[Dataset entries]
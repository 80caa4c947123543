//! Threshold evaluation over the progress snapshot.

use super::AchievementId;
use crate::progress::types::ProgressState;

/// Derives milestone ids from the aggregate state.
///
/// Pure and stateless: it does not remember what was already shown. Callers
/// that need idempotent delivery (the notification dispatcher) dedupe by id.
#[derive(Debug, Clone, Copy, Default)]
pub struct AchievementEvaluator;

impl AchievementEvaluator {
    /// Evaluate all milestone thresholds against the snapshot.
    pub fn evaluate(state: &ProgressState) -> Vec<AchievementId> {
        let mut unlocked = Vec::new();

        // Streak buckets are mutually exclusive: only the highest matching
        // range is reported.
        match state.streak.days {
            7.. => unlocked.push(AchievementId::Streak7Plus),
            5..=6 => unlocked.push(AchievementId::Streak5),
            3..=4 => unlocked.push(AchievementId::Streak3),
            _ => {}
        }

        let weekly = &state.weekly_progress;
        if weekly.target > 0 && weekly.completed >= weekly.target {
            unlocked.push(AchievementId::WeeklyTargetMet);
        }

        // Lifetime-count milestones fire on exact equality, not on crossing.
        match state.total_workouts {
            10 => unlocked.push(AchievementId::Workouts10),
            25 => unlocked.push(AchievementId::Workouts25),
            50 => unlocked.push(AchievementId::Workouts50),
            100 => unlocked.push(AchievementId::Workouts100),
            _ => {}
        }

        unlocked
    }
}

[About this exercise]
Each line above that contains the string "push" should be identified and copied.

[Finished exercise]
            7.. => unlocked.push(AchievementId::Streak7Plus),
            5..=6 => unlocked.push(AchievementId::Streak5),
            3..=4 => unlocked.push(AchievementId::Streak3),
            unlocked.push(AchievementId::WeeklyTargetMet);
            10 => unlocked.push(AchievementId::Workouts10),
            25 => unlocked.push(AchievementId::Workouts25),
            50 => unlocked.push(AchievementId::Workouts50),
            100 => unlocked.push(AchievementId::Workouts100),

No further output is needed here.